With 20 years of ballet under my belt (or leotard and tights as it were) I have learned many life lessons from the art. Among them was one I learned from Mikhail Baryshnikov, a legend, who joined class one day. He was in the back with some of the male dancers who were showing off and telling him about how easy the lessons were. In response, he turned to them and simply said: “You know how to give yourself class don’t you?” The implication being that if you’ve already followed the lead and grasped a concept, then stretch further and push yourself to do more.
I’m obviously not the only one who learned lessons from dance. If you haven’t seen the Leadership Lessons from the Dancing Guy video that went viral (at 3 million views and climbing) you should watch it right now. Unless you’re already busy watching Contemporary Eric, in which case I’ll wait.
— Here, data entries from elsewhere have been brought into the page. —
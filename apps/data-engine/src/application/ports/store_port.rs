//! Observation Store Port (Driven Port)
//!
//! Interface for durable persistence of validated observations.

use async_trait::async_trait;
use chrono::{DateTime, Utc};

use crate::domain::observation::{Observation, Symbol};

/// Storage error.
#[derive(Debug, Clone, thiserror::Error)]
pub enum StorageError {
    /// Store could not be reached.
    #[error("Store connection error: {message}")]
    Connection {
        /// Error details.
        message: String,
    },

    /// Statement execution failed.
    #[error("Store query error: {message}")]
    Query {
        /// Error details.
        message: String,
    },

    /// Stored data could not be mapped back to an observation.
    #[error("Store integrity error: {message}")]
    Integrity {
        /// Error details.
        message: String,
    },
}

/// Port for the durable observation store.
///
/// Implementations must be idempotent: saving an observation whose
/// identifier is already stored is a no-op, not an error.
#[cfg_attr(test, mockall::automock)]
#[async_trait]
pub trait ObservationStore: Send + Sync {
    /// Persist a batch of observations.
    async fn save_observations(&self, observations: &[Observation]) -> Result<(), StorageError>;

    /// Most recent observations for a symbol, newest first.
    async fn latest(&self, symbol: &Symbol, limit: usize)
    -> Result<Vec<Observation>, StorageError>;

    /// Observations for a symbol in `[start, end]`, oldest first.
    async fn range(
        &self,
        symbol: &Symbol,
        start: DateTime<Utc>,
        end: DateTime<Utc>,
    ) -> Result<Vec<Observation>, StorageError>;

    /// Verify the store is reachable.
    async fn health_check(&self) -> Result<(), StorageError> {
        Ok(())
    }
}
I like to combine my ballet lingo with the video lessons — stay with me, this is going somewhere, I promise — and condense it this way:
The petit-battement is that ridiculous move that looks as though the ballerina is using her toe to swat at an annoying fly hovering by her ankle. A leader needs to have the guts to stand alone, on life’s stage, and look absurd.
Why do ballet terms have to be in French? Say jump instead of jete for heavens sake. Be public and easy to follow. Give simple directions so that it’s not intimidating or confusing to follow your lead.
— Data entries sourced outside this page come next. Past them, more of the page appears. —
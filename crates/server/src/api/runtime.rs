//! Runtime endpoints.

use axum::extract::{Path, State};
use axum::http::StatusCode;
use axum::Json;
use serde::{Deserialize, Serialize};
use stepflow_model::Runtime;

use crate::error::AppResult;
use crate::state::AppState;
use crate::store::RuntimeView;

#[derive(Debug, Deserialize)]
pub struct CreateRuntimeRequest {
    /// Id of the process to instantiate.
    pub process: String,
    /// Runtime title; the process title when omitted.
    #[serde(default)]
    pub title: Option<String>,
}

#[derive(Debug, Deserialize)]
pub struct AdvanceRequest {
    /// Target step position; the next step when omitted.
    #[serde(default)]
    pub pos: Option<usize>,
}

#[derive(Debug, Deserialize)]
pub struct TaskUpdateRequest {
    pub done: bool,
}

#[derive(Debug, Serialize)]
pub struct Removed {
    pub removed: String,
}

pub async fn create(
    State(state): State<AppState>,
    Json(request): Json<CreateRuntimeRequest>,
) -> AppResult<(StatusCode, Json<Runtime>)> {
    let process = state.processes.read(&request.process).await?;
    let runtime = state.runtimes.create(&process, request.title).await?;
    Ok((StatusCode::CREATED, Json(runtime)))
}

pub async fn list(State(state): State<AppState>) -> AppResult<Json<Vec<RuntimeView>>> {
    Ok(Json(state.runtimes.all().await?))
}

pub async fn read(
    State(state): State<AppState>,
    Path(id): Path<String>,
) -> AppResult<Json<RuntimeView>> {
    Ok(Json(state.runtimes.read(&id).await?))
}

pub async fn remove(
    State(state): State<AppState>,
    Path(id): Path<String>,
) -> AppResult<Json<Removed>> {
    state.runtimes.remove(&id).await?;
    Ok(Json(Removed { removed: id }))
}

pub async fn advance(
    State(state): State<AppState>,
    Path(id): Path<String>,
    Json(request): Json<AdvanceRequest>,
) -> AppResult<Json<Runtime>> {
    Ok(Json(state.runtimes.advance(&id, request.pos).await?))
}

pub async fn stop(State(state): State<AppState>, Path(id): Path<String>) -> AppResult<Json<Runtime>> {
    Ok(Json(state.runtimes.stop(&id).await?))
}

pub async fn task_update(
    State(state): State<AppState>,
    Path((id, ref_id)): Path<(String, String)>,
    Json(request): Json<TaskUpdateRequest>,
) -> AppResult<Json<Runtime>> {
    Ok(Json(
        state.runtimes.task_update(&id, &ref_id, request.done).await?,
    ))
}
//! Pluggable step handlers.
//!
//! Actions, conditions, and responses are looked up by their `type` tag in a
//! [`registry::HandlerRegistry`]. The built-in set covers remote device
//! objects, wall-clock gates, operator tasks, webhooks, and notifications;
//! deployments extend it by registering their own trait implementations.

pub mod actions;
pub mod conditions;
pub mod device;
pub mod error;
pub mod registry;
pub mod responses;

pub use device::DEFAULT_DEVICE_PORT;
pub use error::HandlerError;
pub use registry::{ActionHandler, ConditionHandler, HandlerRegistry, ResponseHandler};
//! Operator notification response.

use async_trait::async_trait;
use serde::Deserialize;
use serde_json::Value;

use stepflow_model::{Opts, Runtime};

use crate::error::HandlerError;
use crate::registry::{parse_opts, ResponseHandler};

#[derive(Debug, Deserialize)]
#[allow(dead_code)]
struct NotifyOpts {
    title: String,
    message: String,
}

/// Echoes its opts as the display payload. The UI renders these as banners
/// on the current step.
pub struct Notification;

#[async_trait]
impl ResponseHandler for Notification {
    fn kind(&self) -> &'static str {
        "Notification"
    }

    fn validate(&self, opts: &Opts) -> bool {
        parse_opts::<NotifyOpts>(self.kind(), opts).is_ok()
    }

    async fn respond(&self, opts: &Opts, _runtime: &Runtime) -> Result<Value, HandlerError> {
        Ok(Value::Object(opts.clone()))
    }
}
A pas de deux is a partnered dance. We move from soloists to partners when the prima ballerina is paired with another dancer. Nurture your follower as an equal, making it clear it’s about the movement, not a solo. Being the partner takes courage and serves to catch the leaping dancer. We’re all encouraged to be leaders, but we also need people to catch us and help us balance.
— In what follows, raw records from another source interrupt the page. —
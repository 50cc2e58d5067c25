//! Store for process definitions.

use std::sync::Arc;

use stepflow_handlers::HandlerRegistry;
use stepflow_model::{validate_process, Process};
use tracing::info;

use crate::error::{AppError, AppResult};
use super::{Datastore, DocumentBackend};

pub const PROCESS_DOCUMENT: &str = "processes";

/// Process definitions, keyed by process id.
///
/// Every write revalidates the stored definition: structure through
/// `validate_process`, handler tags and opts through the registry. Invalid
/// definitions never reach the datastore.
pub struct ProcessStore {
    inner: Datastore<Process>,
    registry: Arc<HandlerRegistry>,
}

impl ProcessStore {
    pub fn new(
        backend: Arc<dyn DocumentBackend>,
        database: &str,
        volatile: bool,
        registry: Arc<HandlerRegistry>,
    ) -> Self {
        Self {
            inner: Datastore::new(backend, database, PROCESS_DOCUMENT, volatile),
            registry,
        }
    }

    pub async fn startup_read(&self) -> AppResult<()> {
        self.inner.startup_read().await?;
        Ok(())
    }

    fn check(&self, process: &Process) -> AppResult<()> {
        validate_process(process)?;
        self.registry.check_process(process)?;
        Ok(())
    }

    pub async fn create(&self, process: Process) -> AppResult<Process> {
        self.check(&process)?;

        let mut state = self.inner.lock_ready().await?;
        if state.docs.contains_key(&process.id) {
            return Err(AppError::Conflict(format!(
                "process '{}' already exists",
                process.id
            )));
        }
        state.docs.insert(process.id.clone(), process.clone());
        self.inner.flush(&mut state).await?;
        info!(process = %process.id, "process created");
        Ok(process)
    }

    pub async fn all(&self) -> AppResult<Vec<Process>> {
        let state = self.inner.lock_ready().await?;
        Ok(state.docs.values().cloned().collect())
    }

    pub async fn read(&self, id: &str) -> AppResult<Process> {
        let state = self.inner.lock_ready().await?;
        state
            .docs
            .get(id)
            .cloned()
            .ok_or_else(|| AppError::NotFound(format!("process '{}'", id)))
    }

    pub async fn update(&self, id: &str, process: Process) -> AppResult<Process> {
        if process.id != id {
            return Err(AppError::Validation(format!(
                "process id '{}' does not match path '{}'",
                process.id, id
            )));
        }
        self.check(&process)?;

        let mut state = self.inner.lock_ready().await?;
        if !state.docs.contains_key(id) {
            return Err(AppError::NotFound(format!("process '{}'", id)));
        }
        state.docs.insert(id.to_string(), process.clone());
        self.inner.flush(&mut state).await?;
        info!(process = %id, "process updated");
        Ok(process)
    }

    pub async fn remove(&self, id: &str) -> AppResult<()> {
        let mut state = self.inner.lock_ready().await?;
        if state.docs.remove(id).is_none() {
            return Err(AppError::NotFound(format!("process '{}'", id)));
        }
        self.inner.flush(&mut state).await?;
        info!(process = %id, "process removed");
        Ok(())
    }
}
The Company! The rest of the corps turns this duo into a group where you have real momentum and beautiful cooperation. It’s no longer risky to leap and those who chose not to join are the audience who will stand back and applaud.
If you’re a reformed-ballet geek such as myself, then you know of Miranda Weese, a NYC Ballet dancer who came back after a major injury. I have a quote of hers on my desktop that reads:
“Try to be fearless, because fear can inhibit you and keep you from a life.”
Fear keeps us from acting because we worry that we might be mocked or ridiculed, letting our vulnerabilities hold us back. Yet in the end, the only thing that matters is what we learned from our experience. So, let go of worries and jump… or dance, if you will.